====== Working data ======

//! Constructor catalog
//!
//! Describes the constructor a destination type exposes for mapping. The
//! declared descriptor comes from [`Destination::constructor`]; a
//! [`ConstructorCatalog`] decides which descriptor the validator and the
//! executor actually see.

use dashmap::DashMap;
use objmap_ir::{FromValue, Value};
use std::any::{TypeId, type_name};
use std::collections::HashMap;
use std::fmt;
use std::sync::Arc;

use crate::MappingError;

/// A type that can be produced by a type map.
pub trait Destination: Sized + 'static {
    /// Fully qualified name used in diagnostics.
    fn full_name() -> &'static str {
        type_name::<Self>()
    }

    /// The constructor eligible for mapping, or `None` when the type is only
    /// populated through settable members.
    fn constructor() -> Option<ConstructorDescriptor>;

    /// Invoke the constructor.
    ///
    /// Arguments arrive in the declared parameter order. Types without a
    /// constructor receive an empty argument list.
    ///
    /// # Errors
    ///
    /// Returns an error when an argument is missing or has the wrong type.
    fn construct(args: Arguments) -> crate::Result<Self>;

    /// Names accepted by [`Destination::set_member`].
    ///
    /// When declared, member bindings are checked against this list while the
    /// configuration is built. `None` defers the check to
    /// [`Destination::set_member`] during mapping.
    fn member_names() -> Option<&'static [&'static str]> {
        None
    }

    /// Assign a settable member after construction.
    ///
    /// # Errors
    ///
    /// The default implementation rejects every member.
    fn set_member(&mut self, name: &str, value: Value) -> crate::Result<()> {
        let _ = value;
        Err(MappingError::UnknownMember {
            destination: Self::full_name().to_string(),
            member: name.to_string(),
        })
    }
}

/// One constructor parameter
#[derive(Debug, Clone, PartialEq)]
pub struct ParameterDescriptor {
    /// Parameter identifier, exactly as declared
    pub name: String,

    /// Declared Rust type of the parameter
    pub type_name: &'static str,

    /// Value passed when nothing else resolves the parameter
    pub default: Value,
}

/// Ordered parameter list of a constructor
#[derive(Debug, Clone, Default, PartialEq)]
pub struct ConstructorDescriptor {
    parameters: Vec<ParameterDescriptor>,
}

impl ConstructorDescriptor {
    /// Create a descriptor without parameters
    #[must_use]
    pub fn new() -> Self {
        Self::default()
    }

    /// Append a parameter of type `T`, defaulting to `T::default()`
    #[must_use]
    pub fn parameter<T: Default + Into<Value>>(self, name: impl Into<String>) -> Self {
        self.push(name.into(), type_name::<T>(), T::default().into())
    }

    /// Append a parameter of a type without a usable default
    ///
    /// An unresolved parameter of this kind is passed as [`Value::Null`].
    #[must_use]
    pub fn parameter_without_default<T: ?Sized>(self, name: impl Into<String>) -> Self {
        self.push(name.into(), type_name::<T>(), Value::Null)
    }

    fn push(mut self, name: String, declared: &'static str, default: Value) -> Self {
        self.parameters.push(ParameterDescriptor {
            name,
            type_name: declared,
            default,
        });
        self
    }

    /// Parameters in declaration order
    #[must_use]
    pub fn parameters(&self) -> &[ParameterDescriptor] {
        &self.parameters
    }

    /// Parameter names in declaration order
    pub fn parameter_names(&self) -> impl Iterator<Item = &str> {
        self.parameters.iter().map(|p| p.name.as_str())
    }

    /// Number of parameters
    #[must_use]
    pub fn parameter_count(&self) -> usize {
        self.parameters.len()
    }

    /// Check for a parameter by exact, case-sensitive name
    #[must_use]
    pub fn contains(&self, name: &str) -> bool {
        self.parameters.iter().any(|p| p.name == name)
    }
}

/// Type-erased handle on a destination type
#[derive(Clone, Copy)]
pub struct DestinationType {
    type_id: TypeId,
    full_name: &'static str,
    declared: fn() -> Option<ConstructorDescriptor>,
}

impl DestinationType {
    /// Handle for `D`
    #[must_use]
    pub fn of<D: Destination>() -> Self {
        Self {
            type_id: TypeId::of::<D>(),
            full_name: D::full_name(),
            declared: D::constructor,
        }
    }

    /// Type identity
    #[must_use]
    pub fn type_id(&self) -> TypeId {
        self.type_id
    }

    /// Fully qualified name
    #[must_use]
    pub fn full_name(&self) -> &'static str {
        self.full_name
    }

    /// Constructor declared by the type itself
    #[must_use]
    pub fn declared_constructor(&self) -> Option<ConstructorDescriptor> {
        (self.declared)()
    }
}

impl fmt::Debug for DestinationType {
    fn fmt(&self, f: &mut fmt::Formatter<'_>) -> fmt::Result {
        f.debug_struct("DestinationType")
            .field("full_name", &self.full_name)
            .finish_non_exhaustive()
    }
}

/// Source of constructor descriptors.
///
/// `None` means the type has no constructor usable for mapping, which is
/// distinct from a constructor without parameters.
pub trait ConstructorCatalog: Send + Sync {
    /// Describe the eligible constructor of `destination`.
    fn constructor_of(&self, destination: &DestinationType) -> Option<Arc<ConstructorDescriptor>>;
}

/// Catalog backed by [`Destination::constructor`], memoized per type
#[derive(Debug, Default)]
pub struct DeclaredCatalog {
    cache: DashMap<TypeId, Option<Arc<ConstructorDescriptor>>>,
}

impl DeclaredCatalog {
    /// Create an empty catalog
    #[must_use]
    pub fn new() -> Self {
        Self::default()
    }

    /// Number of types described so far
    #[must_use]
    pub fn len(&self) -> usize {
        self.cache.len()
    }

    /// Check if nothing has been described yet
    #[must_use]
    pub fn is_empty(&self) -> bool {
        self.cache.is_empty()
    }
}

impl ConstructorCatalog for DeclaredCatalog {
    fn constructor_of(&self, destination: &DestinationType) -> Option<Arc<ConstructorDescriptor>> {
        if let Some(cached) = self.cache.get(&destination.type_id()) {
            return cached.value().clone();
        }
        self.cache
            .entry(destination.type_id())
            .or_insert_with(|| destination.declared_constructor().map(Arc::new))
            .value()
            .clone()
    }
}

/// Catalog that replaces declared descriptors by full type name
///
/// Types without an override fall through to a [`DeclaredCatalog`].
#[derive(Debug, Default)]
pub struct OverrideCatalog {
    overrides: HashMap<String, Option<Arc<ConstructorDescriptor>>>,
    fallback: DeclaredCatalog,
}

impl OverrideCatalog {
    /// Create a catalog without overrides
    #[must_use]
    pub fn new() -> Self {
        Self::default()
    }

    /// Describe `full_name` with the given constructor
    #[must_use]
    pub fn with_constructor(
        mut self,
        full_name: impl Into<String>,
        constructor: ConstructorDescriptor,
    ) -> Self {
        self.overrides
            .insert(full_name.into(), Some(Arc::new(constructor)));
        self
    }

    /// Describe `full_name` as having no usable constructor
    #[must_use]
    pub fn without_constructor(mut self, full_name: impl Into<String>) -> Self {
        self.overrides.insert(full_name.into(), None);
        self
    }
}

impl ConstructorCatalog for OverrideCatalog {
    fn constructor_of(&self, destination: &DestinationType) -> Option<Arc<ConstructorDescriptor>> {
        match self.overrides.get(destination.full_name()) {
            Some(descriptor) => descriptor.clone(),
            None => self.fallback.constructor_of(destination),
        }
    }
}

/// Resolved constructor arguments, in declared parameter order
#[derive(Debug, Clone, Default, PartialEq)]
pub struct Arguments {
    values: Vec<(String, Value)>,
}

impl Arguments {
    /// Create an empty argument list
    #[must_use]
    pub fn new() -> Self {
        Self::default()
    }

    /// Append an argument
    pub fn push(&mut self, name: impl Into<String>, value: Value) {
        self.values.push((name.into(), value));
    }

    /// Borrow an argument by parameter name
    #[must_use]
    pub fn get(&self, name: &str) -> Option<&Value> {
        self.values
            .iter()
            .find(|(param, _)| param == name)
            .map(|(_, value)| value)
    }

    /// Take an argument and convert it to `T`
    ///
    /// # Errors
    ///
    /// Returns [`MappingError::MissingArgument`] when no such parameter was
    /// supplied and [`MappingError::Conversion`] when the value has the wrong type.
    pub fn take<T: FromValue>(&mut self, name: &str) -> crate::Result<T> {
        let slot = self
            .values
            .iter_mut()
            .find(|(param, _)| param == name)
            .ok_or_else(|| MappingError::MissingArgument {
                parameter: name.to_string(),
            })?;
        std::mem::take(&mut slot.1)
            .into_typed()
            .map_err(|reason| MappingError::Conversion {
                parameter: name.to_string(),
                reason,
            })
    }

    /// Take an argument, using `T::default()` when it resolved to null
    ///
    /// # Errors
    ///
    /// Same as [`Arguments::take`], except that null is not an error.
    pub fn take_or_default<T: FromValue + Default>(&mut self, name: &str) -> crate::Result<T> {
        Ok(self.take::<Option<T>>(name)?.unwrap_or_default())
    }

    /// Number of arguments
    #[must_use]
    pub fn len(&self) -> usize {
        self.values.len()
    }

    /// Check if there are no arguments
    #[must_use]
    pub fn is_empty(&self) -> bool {
        self.values.is_empty()
    }

    /// Iterate over (parameter name, value) pairs
    pub fn iter(&self) -> impl Iterator<Item = (&str, &Value)> {
        self.values.iter().map(|(name, value)| (name.as_str(), value))
    }
}

#[cfg(test)]
mod tests {
    use super::*;

    struct Point {
        x: i64,
        y: i64,
    }

    impl Destination for Point {
        fn constructor() -> Option<ConstructorDescriptor> {
            Some(
                ConstructorDescriptor::new()
                    .parameter::<i64>("x")
                    .parameter::<i64>("y"),
            )
        }

        fn construct(mut args: Arguments) -> crate::Result<Self> {
            Ok(Self {
                x: args.take("x")?,
                y: args.take("y")?,
            })
        }
    }

    struct Bag;

    impl Destination for Bag {
        fn constructor() -> Option<ConstructorDescriptor> {
            None
        }

        fn construct(_args: Arguments) -> crate::Result<Self> {
            Ok(Self)
        }
    }

    #[test]
    fn test_descriptor_preserves_declaration_order() {
        let ctor = Point::constructor().unwrap();
        assert_eq!(ctor.parameter_names().collect::<Vec<_>>(), vec!["x", "y"]);
        assert_eq!(ctor.parameter_count(), 2);
        assert_eq!(ctor.parameters()[0].type_name, "i64");
        assert_eq!(ctor.parameters()[0].default, Value::Integer(0));
    }

    #[test]
    fn test_contains_is_case_sensitive() {
        let ctor = Point::constructor().unwrap();
        assert!(ctor.contains("x"));
        assert!(!ctor.contains("X"));
    }

    #[test]
    fn test_declared_catalog_distinguishes_absent_from_empty() {
        let catalog = DeclaredCatalog::new();
        assert!(catalog.constructor_of(&DestinationType::of::<Bag>()).is_none());
        let point = catalog
            .constructor_of(&DestinationType::of::<Point>())
            .unwrap();
        assert_eq!(point.parameter_count(), 2);
        assert_eq!(catalog.len(), 2);
    }

    #[test]
    fn test_declared_catalog_memoizes() {
        let catalog = DeclaredCatalog::new();
        let first = catalog
            .constructor_of(&DestinationType::of::<Point>())
            .unwrap();
        let second = catalog
            .constructor_of(&DestinationType::of::<Point>())
            .unwrap();
        assert!(Arc::ptr_eq(&first, &second));
    }

    #[test]
    fn test_override_catalog() {
        let catalog = OverrideCatalog::new()
            .without_constructor(Point::full_name())
            .with_constructor(
                Bag::full_name(),
                ConstructorDescriptor::new().parameter::<String>("label"),
            );
        assert!(catalog.constructor_of(&DestinationType::of::<Point>()).is_none());
        assert!(
            catalog
                .constructor_of(&DestinationType::of::<Bag>())
                .unwrap()
                .contains("label")
        );
    }

    #[test]
    fn test_arguments_take() {
        let mut args = Arguments::new();
        args.push("x", Value::Integer(1));
        args.push("y", Value::Integer(2));
        let point = Point::construct(args).unwrap();
        assert_eq!((point.x, point.y), (1, 2));
    }

    #[test]
    fn test_arguments_missing_and_mistyped() {
        let mut args = Arguments::new();
        args.push("x", Value::from("one"));
        assert!(matches!(
            args.take::<i64>("y"),
            Err(MappingError::MissingArgument { .. })
        ));
        assert!(matches!(
            args.take::<i64>("x"),
            Err(MappingError::Conversion { .. })
        ));
    }

    #[test]
    fn test_take_or_default_on_null() {
        let mut args = Arguments::new();
        args.push("x", Value::Null);
        assert_eq!(args.take_or_default::<i64>("x").unwrap(), 0);
    }

    #[test]
    fn test_parameter_defaults() {
        let ctor = ConstructorDescriptor::new()
            .parameter::<String>("label")
            .parameter::<Option<i64>>("limit")
            .parameter_without_default::<Point>("origin");
        let defaults: Vec<_> = ctor.parameters().iter().map(|p| p.default.clone()).collect();
        assert_eq!(
            defaults,
            vec![Value::String(String::new()), Value::Null, Value::Null]
        );
        assert!(ctor.contains("origin"));
    }
}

======

Task brief:
Please return every line from the first one in the records above down to the line containing "use dashmap::DashMap;", including both, exactly as written and nothing more.

Result of the exercise:
//! Constructor catalog
//!
//! Describes the constructor a destination type exposes for mapping. The
//! declared descriptor comes from [`Destination::constructor`]; a
//! [`ConstructorCatalog`] decides which descriptor the validator and the
//! executor actually see.

use dashmap::DashMap;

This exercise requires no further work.